Nowadays, I open my Facebook and see many posting pictures of them taken by themselves.
Having grown up in an age when cameras were not that commonplace, it was a novel and prestigious equipment for anyone to possess.
When we sisters were still in school (ranging in age from 5 years to10), we grew up in Bombay and our father didn’t believe in owning a camera. But he loved to pose for a picture and always knew to turn his face just a little so that he shows his best angle. We had to wait for a week to see the photographs, and once they came in he would keep admiring his profile, showing-off to all and sundry, until my mother had to politely tell him to stop making a big deal of it.
Once a close friend in the building got a camera and all of us went to the terrace for a photo session. We went with lot of powder dabbed onto our faces and perfume sprayed generously. One person had a pair of goggles, and all of us started fighting for it as we all wanted to look like Sharmila Tagore, Nanda or Mumtaz, whoever we considered ourselves closest to in appearance.
There were about 10 of us in that group and the photographer had to take 10 pictures of the group, so that each one of us was seen wearing the dark glasses in a photo. Of course my father can be spotted with his head turned to one side a wee bit because he wanted to show his best angle!
Weddings were a good time to pose and take pictures, even then. I always found the group photos very hilarious. We would have a group of 32 or so people crowding and the photographer trying to fit everyone in frame. And each and every one of us - posing with smiles, frowns, straight glum faces, face turned at calculated angles, sometimes children open mouthed and yawning -had a story to tell when they saw the photographs years later.
Did we ever wonder if anyone from the wedding house actually cared about how we all looked? It was just another obligation they were respecting - “have to finish with the group photo routine quickly so we can go and eat” would have been their thought, I’m sure.
Sometimes we even cover and block out the groom and bride completely in our attempt to be seen in the frame. Yeah, well, they would have come in all the other pictures, right? One less wouldn’t matter now, would it?

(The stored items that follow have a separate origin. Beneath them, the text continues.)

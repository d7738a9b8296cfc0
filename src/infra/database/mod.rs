//! Concrete database client implementations.
//!
//! This module contains production-ready database adapters that implement
//! the repository traits defined in the domain layer.

pub mod postgres;
pub mod query;

pub use postgres::{PostgresClient, PostgresConfig};
//! Domain layer containing core business types, traits, and error definitions.

pub mod error;
pub mod password;
pub mod traits;
pub mod types;

pub use error::{AppError, AuthError, CacheError, ConfigError, DatabaseError, ValidationError};
pub use password::{Password, validate_password_strength};
pub use traits::{
    ArticleRepository, CacheStore, CrudRepository, DatabaseClient, PasswordHasher, TokenIssuer,
    UserRepository, WindowCount,
};
pub use types::{
    Article, ArticleChanges, ArticleCounter, ArticleId, ArticleStatus, AuthUser, ChangePasswordRequest,
    CreateArticleRequest, CreateUserRequest, Entity, HealthResponse, HealthStatus, IssuedToken,
    ListParams, ListQuery, LoginRequest, LoginResponse, NewArticle, NewUser, PaginatedResponse,
    RegisterRequest, SortOrder, UpdateArticleRequest, UpdateUserRequest, User, UserChanges,
    UserCredentials, UserId, UserStatus, username_cache_key,
};
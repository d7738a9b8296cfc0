//! Redis integration tests using testcontainers.
//!
//! These tests require Docker to be running. Run them with
//! `cargo test --test cache_integration -- --ignored`.

use std::time::Duration;

use testcontainers::{
    ContainerAsync, GenericImage,
    core::{IntoContainerPort, WaitFor},
    runners::AsyncRunner,
};

use axum_backend_template::domain::CacheStore;
use axum_backend_template::infra::{RedisCache, RedisConfig};

async fn setup_redis() -> (RedisCache, ContainerAsync<GenericImage>) {
    let container = GenericImage::new("redis", "7-alpine")
        .with_exposed_port(6379.tcp())
        .with_wait_for(WaitFor::message_on_stdout("Ready to accept connections"))
        .start()
        .await
        .expect("Failed to start redis container");

    let port = container
        .get_host_port_ipv4(6379)
        .await
        .expect("Failed to get redis port");

    let cache = RedisCache::connect(
        &format!("redis://127.0.0.1:{port}"),
        RedisConfig {
            connect_timeout: Duration::from_secs(5),
            op_timeout: Duration::from_secs(2),
        },
    )
    .await
    .expect("Failed to connect to redis");

    (cache, container)
}

#[tokio::test]
#[ignore = "requires Docker"]
async fn test_set_get_delete() {
    let (cache, _container) = setup_redis().await;

    cache
        .set("user:1", r#"{"id":1}"#, Duration::from_secs(60))
        .await
        .unwrap();
    assert_eq!(
        cache.get("user:1").await.unwrap().as_deref(),
        Some(r#"{"id":1}"#)
    );

    cache.delete(&["user:1".to_string()]).await.unwrap();
    assert_eq!(cache.get("user:1").await.unwrap(), None);
    assert!(cache.health_check().await.is_ok());
}

#[tokio::test]
#[ignore = "requires Docker"]
async fn test_window_counts_and_expires_in_milliseconds() {
    let (cache, _container) = setup_redis().await;
    let window = Duration::from_millis(300);

    let first = cache.incr_window("rate_limit:ip:a", window).await.unwrap();
    assert_eq!(first.count, 1);
    assert!(first.resets_in <= window);
    assert!(first.resets_in > Duration::ZERO);

    // Later hits keep the window's original expiry
    let second = cache.incr_window("rate_limit:ip:a", window).await.unwrap();
    assert_eq!(second.count, 2);
    assert!(second.resets_in <= first.resets_in);

    tokio::time::sleep(window + Duration::from_millis(100)).await;
    let fresh = cache.incr_window("rate_limit:ip:a", window).await.unwrap();
    assert_eq!(fresh.count, 1);
}

#[tokio::test]
#[ignore = "requires Docker"]
async fn test_concurrent_hits_are_all_counted() {
    let (cache, _container) = setup_redis().await;
    let cache = std::sync::Arc::new(cache);

    let mut handles = Vec::new();
    for _ in 0..20 {
        let cache = std::sync::Arc::clone(&cache);
        handles.push(tokio::spawn(async move {
            cache
                .incr_window("rate_limit:user:7", Duration::from_secs(60))
                .await
                .unwrap()
                .count
        }));
    }
    let mut counts = Vec::new();
    for handle in handles {
        counts.push(handle.await.unwrap());
    }
    counts.sort_unstable();
    assert_eq!(counts, (1..=20).collect::<Vec<u64>>());
}
//! Domain traits defining contracts for external systems.

use async_trait::async_trait;
use chrono::{DateTime, Utc};
use std::time::Duration;

use super::error::{AppError, AuthError};
use super::types::{
    Article, ArticleCounter, ArticleId, AuthUser, Entity, IssuedToken, ListQuery,
    PaginatedResponse, User, UserCredentials, UserId,
};

/// Generic persistence contract shared by every entity.
///
/// Soft-deleted rows are invisible to all of these operations.
#[async_trait]
pub trait CrudRepository<T: Entity>: Send + Sync {
    /// Insert a new row and return it as stored
    async fn create(&self, data: &T::New) -> Result<T, AppError>;

    /// Get a single live row by ID
    async fn get_by_id(&self, id: i64) -> Result<Option<T>, AppError>;

    /// Apply a partial update. Fails with `NotFound` when the row is absent.
    async fn update(&self, id: i64, changes: &T::Changes) -> Result<T, AppError>;

    /// Mark a row deleted. Fails with `NotFound` when absent or already deleted.
    async fn soft_delete(&self, id: i64) -> Result<(), AppError>;

    /// Filtered, sorted, paginated listing
    async fn list(&self, query: &ListQuery<T::Status>) -> Result<PaginatedResponse<T>, AppError>;
}

#[async_trait]
pub trait UserRepository: CrudRepository<User> {
    async fn get_by_username(&self, username: &str) -> Result<Option<User>, AppError>;

    /// Credential lookup for login. Never goes through the cache.
    async fn get_credentials_by_username(
        &self,
        username: &str,
    ) -> Result<Option<UserCredentials>, AppError>;

    async fn get_credentials_by_id(&self, id: UserId)
    -> Result<Option<UserCredentials>, AppError>;

    /// Whether a live user other than `exclude` holds this username
    async fn username_exists(
        &self,
        username: &str,
        exclude: Option<UserId>,
    ) -> Result<bool, AppError>;

    /// Whether a live user other than `exclude` holds this email
    async fn email_exists(&self, email: &str, exclude: Option<UserId>) -> Result<bool, AppError>;

    async fn update_password(&self, id: UserId, password_hash: &str) -> Result<(), AppError>;

    async fn record_login(&self, id: UserId, at: DateTime<Utc>) -> Result<(), AppError>;

    /// Number of live users
    async fn count(&self) -> Result<u64, AppError>;
}

#[async_trait]
pub trait ArticleRepository: CrudRepository<Article> {
    /// Atomically bump a counter and return its new value
    async fn increment_counter(
        &self,
        id: ArticleId,
        counter: ArticleCounter,
    ) -> Result<i64, AppError>;
}

/// Database client trait for persistence operations
#[async_trait]
pub trait DatabaseClient: UserRepository + ArticleRepository {
    /// Check database connectivity
    async fn health_check(&self) -> Result<(), AppError>;
}

/// Key/value store used for read-through caching and window counters.
#[async_trait]
pub trait CacheStore: Send + Sync {
    /// Check cache connectivity
    async fn health_check(&self) -> Result<(), AppError>;

    async fn get(&self, key: &str) -> Result<Option<String>, AppError>;

    async fn set(&self, key: &str, value: &str, ttl: Duration) -> Result<(), AppError>;

    async fn delete(&self, keys: &[String]) -> Result<(), AppError>;

    /// Increment a fixed-window counter, starting the window on first hit
    async fn incr_window(&self, key: &str, window: Duration) -> Result<WindowCount, AppError>;
}

/// State of a fixed-window counter after an increment.
#[derive(Debug, Clone, Copy, PartialEq, Eq)]
pub struct WindowCount {
    pub count: u64,
    pub resets_in: Duration,
}

/// One-way password hashing.
#[async_trait]
pub trait PasswordHasher: Send + Sync {
    async fn hash(&self, plain: &str) -> Result<String, AppError>;

    async fn verify(&self, plain: &str, hash: &str) -> Result<bool, AppError>;

    /// Burn the same amount of work as a real verification, so a missing
    /// account is not observable through response time.
    async fn verify_dummy(&self, plain: &str) -> Result<(), AppError>;
}

/// Bearer token issuance and verification.
pub trait TokenIssuer: Send + Sync {
    fn issue(&self, user_id: UserId, username: &str) -> Result<IssuedToken, AppError>;

    fn verify(&self, token: &str) -> Result<AuthUser, AuthError>;
}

Then a little later, when I grew up to be a teenager, came the video craze. No wedding was complete without video coverage. That became an added expense at the wedding. Video coverage was considered prestigious and one sign of a pompous wedding. Video recording soon became another vocation to be taken up by many youngsters.

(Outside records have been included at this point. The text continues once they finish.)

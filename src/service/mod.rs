//! Service Module
//!
//! The public surface consumed by viewer code.
//!
//! # Operations
//! - `get_image` - cache-aware retrieval with request deduplication
//! - `load_progressive` - low-then-high quality two-stage load
//! - `preload_images` - best-effort concurrent warm-up
//! - `is_cached` / `current_cache_size` / `stats` - read-only queries
//! - `cleanup_expired_entries` / `clear_cache` / `update_config` - maintenance

pub mod images;
pub mod progressive;

pub use images::ImageCache;
pub use progressive::{ProgressiveImage, ProgressiveRequest, StageEvent};
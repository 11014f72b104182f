//! Background Tasks Module
//!
//! Contains background tasks that run periodically while the viewer is
//! open.
//!
//! # Tasks
//! - Expiry cleanup: removes stale cache entries at configured intervals

mod cleanup;

pub use cleanup::spawn_cleanup_task;
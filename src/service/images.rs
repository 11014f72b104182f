//! Image Cache Service
//!
//! Cache-aware image retrieval with in-flight request deduplication, plus
//! the maintenance surface consumed by viewer code.

use std::collections::HashMap;
use std::sync::{Arc, Mutex};

use tokio::sync::{broadcast, RwLock};
use tokio::task::JoinSet;
use tracing::{debug, info, warn};

use crate::cache::{current_timestamp_ms, CacheReport, CacheStore, ImageHandle};
use crate::config::{CacheConfig, CacheConfigUpdate};
use crate::error::{FetchError, Result};
use crate::fetch::{ImageFetcher, ReqwestFetcher};

/// Settled result of one underlying retrieval, shared with every caller
/// coalesced onto it.
type FetchOutcome = std::result::Result<ImageHandle, FetchError>;

// == Image Cache ==
/// Client-resident cache of fetched page images.
///
/// The application constructs one `ImageCache` for its session and clones
/// it wherever a handle is needed; clones share the same store, statistics
/// and in-flight retrievals.
#[derive(Clone)]
pub struct ImageCache {
    /// Shared store of cached entries
    store: Arc<RwLock<CacheStore>>,
    /// Live configuration, mutable at runtime
    config: Arc<RwLock<CacheConfig>>,
    /// Pending retrievals keyed by URL; present only between retrieval
    /// start and settlement
    in_flight: Arc<Mutex<HashMap<String, broadcast::Sender<FetchOutcome>>>>,
    /// Network retrieval primitive
    fetcher: Arc<dyn ImageFetcher>,
}

impl ImageCache {
    // == Constructors ==
    /// Creates a cache with the given configuration and the reqwest-backed
    /// fetcher.
    pub fn new(config: CacheConfig) -> Result<Self> {
        let fetcher = ReqwestFetcher::new()?;
        Ok(Self::with_fetcher(config, Arc::new(fetcher)))
    }

    /// Creates a cache with configuration loaded from the environment.
    pub fn from_env() -> Result<Self> {
        Self::new(CacheConfig::from_env())
    }

    /// Creates a cache over a caller-supplied retrieval primitive.
    pub fn with_fetcher(config: CacheConfig, fetcher: Arc<dyn ImageFetcher>) -> Self {
        let store = CacheStore::new(config.max_cache_size, config.max_cache_age);
        Self {
            store: Arc::new(RwLock::new(store)),
            config: Arc::new(RwLock::new(config)),
            in_flight: Arc::new(Mutex::new(HashMap::new())),
            fetcher,
        }
    }

    // == Get Image ==
    /// Returns the image at `url`, from cache when possible.
    ///
    /// On a hit the stored handle is returned without touching the
    /// network. On a miss, concurrent callers for the same URL share one
    /// underlying retrieval; the first caller fetches, inserts on success
    /// and settles everyone with the same handle or the same error.
    /// Failures are never cached, so a later call retries.
    pub async fn get_image(&self, url: &str) -> Result<ImageHandle> {
        // Join an in-flight retrieval for this URL, or register as its
        // leader. Registration happens under the store lock: a leader
        // inserts before it settles, so a miss observed here guarantees
        // the in-flight entry for that retrieval is still present.
        let receiver = {
            let mut store = self.store.write().await;
            if let Some(handle) = store.lookup(url, current_timestamp_ms()) {
                debug!(url = %url, "Cache hit");
                return Ok(handle);
            }

            let mut in_flight = self.in_flight.lock().unwrap();
            match in_flight.get(url) {
                Some(sender) => Some(sender.subscribe()),
                None => {
                    let (sender, _) = broadcast::channel(1);
                    in_flight.insert(url.to_string(), sender);
                    None
                }
            }
        };

        if let Some(mut rx) = receiver {
            debug!(url = %url, "Joining in-flight retrieval");
            return match rx.recv().await {
                Ok(outcome) => outcome,
                Err(_) => Err(FetchError::Network(
                    "Image retrieval was interrupted".to_string(),
                )),
            };
        }

        let outcome = self.fetch_and_store(url).await;

        // Settle: drop the in-flight entry first so late callers retry or
        // hit the cache, then wake the coalesced followers
        let sender = self.in_flight.lock().unwrap().remove(url);
        if let Some(sender) = sender {
            let _ = sender.send(outcome.clone());
        }

        outcome
    }

    /// Leader path of a miss: fetch, wrap, insert.
    async fn fetch_and_store(&self, url: &str) -> FetchOutcome {
        let compression_quality = self.config.read().await.compression_quality;

        match self.fetcher.fetch(url).await {
            Ok(bytes) => {
                let handle = ImageHandle::new(bytes);
                let mut store = self.store.write().await;
                store.insert(url, handle.clone(), current_timestamp_ms());
                debug!(
                    url = %url,
                    size_bytes = handle.size_bytes(),
                    compression_quality,
                    "Image cached"
                );
                Ok(handle)
            }
            Err(err) => {
                warn!(url = %url, error = %err, "Image retrieval failed");
                Err(err)
            }
        }
    }

    // == Is Cached ==
    /// Pure existence check; counts neither a hit nor a miss and leaves
    /// recency untouched.
    pub async fn is_cached(&self, url: &str) -> bool {
        self.store.read().await.peek(url)
    }

    // == Preload ==
    /// Fetches every URL concurrently, caching what succeeds.
    ///
    /// Individual failures are logged and discarded so one bad resource
    /// never blocks the rest; the call itself always completes. Returns
    /// the number of URLs that ended up cached.
    pub async fn preload_images(&self, urls: &[String]) -> usize {
        let mut tasks = JoinSet::new();

        for url in urls {
            let cache = self.clone();
            let url = url.clone();
            tasks.spawn(async move {
                match cache.get_image(&url).await {
                    Ok(_) => true,
                    Err(err) => {
                        debug!(url = %url, error = %err, "Preload skipped failing URL");
                        false
                    }
                }
            });
        }

        let mut cached = 0;
        while let Some(joined) = tasks.join_next().await {
            if matches!(joined, Ok(true)) {
                cached += 1;
            }
        }
        cached
    }

    // == Cleanup ==
    /// Removes entries older than the configured lifetime.
    ///
    /// Not run implicitly by other operations; the viewer calls this
    /// directly or through [`crate::tasks::spawn_cleanup_task`]. Returns
    /// the number of entries removed.
    pub async fn cleanup_expired_entries(&self) -> usize {
        let removed = self
            .store
            .write()
            .await
            .remove_expired(current_timestamp_ms());
        if removed > 0 {
            info!(removed, "Removed expired cache entries");
        }
        removed
    }

    // == Clear ==
    /// Drops every entry and resets the hit/miss/eviction counters.
    pub async fn clear_cache(&self) {
        self.store.write().await.clear();
        info!("Cache cleared");
    }

    // == Size ==
    /// Returns the sum of cached payload sizes in bytes.
    pub async fn current_cache_size(&self) -> u64 {
        self.store.read().await.total_size()
    }

    // == Stats ==
    /// Builds a point-in-time statistics snapshot. Never mutates the
    /// store.
    pub async fn stats(&self) -> CacheReport {
        self.store.read().await.report(current_timestamp_ms())
    }

    // == Configuration ==
    /// Returns a copy of the live configuration.
    pub async fn config(&self) -> CacheConfig {
        self.config.read().await.clone()
    }

    /// Merges the supplied fields into the live configuration.
    ///
    /// New limits apply to subsequent inserts and cleanups; a lowered
    /// byte budget is enforced lazily by the next insert, never by the
    /// update itself.
    pub async fn update_config(&self, update: CacheConfigUpdate) {
        let mut config = self.config.write().await;
        config.apply(update);
        self.store
            .write()
            .await
            .set_limits(config.max_cache_size, config.max_cache_age);
        debug!(
            max_cache_size = config.max_cache_size,
            max_cache_age_secs = config.max_cache_age.as_secs(),
            compression_quality = config.compression_quality,
            "Configuration updated"
        );
    }
}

And all of us who were novices in posing for videos ended up staring into the camera with extra glum faces, whether it was for the famous group photos, or when we were just eating or sitting in a group chatting. We would suddenly become quiet and peer into the camera for a second or two, trying our best to act natural, but ending up far from it. Our parents had taught us to eat everything that was served and not waste a single morsel. But when the videographer was covering us while we were eating, we did not want to look greedy, so we would leave a piece of laddoo or vada uneaten. Building a good impression for that one second of coverage was more important than the ‘right thing to do’ - not wasting food!

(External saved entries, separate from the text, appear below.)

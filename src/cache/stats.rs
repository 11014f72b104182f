//! Cache Statistics Module
//!
//! Tracks hit/miss/eviction counters and builds reporting snapshots.

use serde::Serialize;

// == Cache Stats ==
/// Cumulative cache counters.
///
/// Counters run from cache construction and are reset by a clear.
#[derive(Debug, Clone, Default)]
pub struct CacheStats {
    /// Number of lookups that found a live entry
    pub hits: u64,
    /// Number of lookups that found nothing
    pub misses: u64,
    /// Number of entries evicted to satisfy the byte budget
    pub evictions: u64,
}

impl CacheStats {
    // == Constructor ==
    /// Creates a new CacheStats with all counters at zero.
    pub fn new() -> Self {
        Self::default()
    }

    // == Hit Rate ==
    /// Calculates the cache hit rate.
    ///
    /// Returns hits / (hits + misses), or 0.0 if no lookups have occurred.
    pub fn hit_rate(&self) -> f64 {
        let total = self.hits + self.misses;
        if total == 0 {
            0.0
        } else {
            self.hits as f64 / total as f64
        }
    }

    // == Record Hit ==
    /// Increments the hit counter.
    pub fn record_hit(&mut self) {
        self.hits += 1;
    }

    // == Record Miss ==
    /// Increments the miss counter.
    pub fn record_miss(&mut self) {
        self.misses += 1;
    }

    // == Record Eviction ==
    /// Increments the eviction counter.
    pub fn record_eviction(&mut self) {
        self.evictions += 1;
    }

    // == Reset ==
    /// Zeroes every counter.
    pub fn reset(&mut self) {
        *self = Self::default();
    }
}

// == Cache Report ==
/// Point-in-time statistics snapshot derived from store state.
#[derive(Debug, Clone, Serialize)]
pub struct CacheReport {
    /// Current number of cached entries
    pub total_entries: usize,
    /// Sum of cached payload sizes in bytes
    pub total_size_bytes: u64,
    /// Hits / (hits + misses); 0.0 before the first lookup
    pub hit_rate: f64,
    /// Mean entry age in milliseconds; 0 when the cache is empty
    pub average_age_ms: u64,
    /// Cumulative hit count
    pub hits: u64,
    /// Cumulative miss count
    pub misses: u64,
    /// Cumulative eviction count
    pub evictions: u64,
}
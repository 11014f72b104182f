//! Page Image Cache - a client-resident cache of fetched page images
//!
//! Keeps previously retrieved page images in memory across navigation,
//! bounded by a byte budget (LRU eviction) and an entry lifetime, with
//! deduplicated retrieval and progressive low-then-high quality loading.

pub mod cache;
pub mod config;
pub mod error;
pub mod fetch;
pub mod service;
pub mod tasks;

pub use config::{CacheConfig, CacheConfigUpdate};
pub use error::FetchError;
pub use service::{ImageCache, ProgressiveImage, ProgressiveRequest, StageEvent};
pub use tasks::spawn_cleanup_task;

The worst would be standing for a group photo and not knowing if we should act natural and continue talking so it looked candid for the videographer, or pose and give our best angle for the still-photographer, as both would be taking the pictures together!
Those were the days when there was a little nervousness, novelty, pride and simplicity in getting photographed!
Some of these things are pretty much the same even these days. We still queue up during wedding receptions and wait patiently for a group photo. We still think ‘dark glasses’ or ‘shades’, as the goggles are called these days suddenly adds to our style quotient.
But one thing I still cannot comprehend is -Selfies.
Recently my son took a selfie of a bunch of us, and we all look like we are vacantly staring into the sky as he is tall and had the camera held up even higher in his outstretched hand.
I don’t think I will ever get savvy at selfies. Even now every time I go to a studio to take a passport size photo for visa applications, I have to be told to look just a little up, no right... maybe a little down…no, no, don’t close your eyes… Phew!!
After all these instructions my passport picture looks like one picked out of the “most wanted” list from the police station nearby.
If I were in the immigration counter looking at that picture on the passport before me, I know I would hit the alarm button immediately!
With such a knack for posing I would never attempt selfies!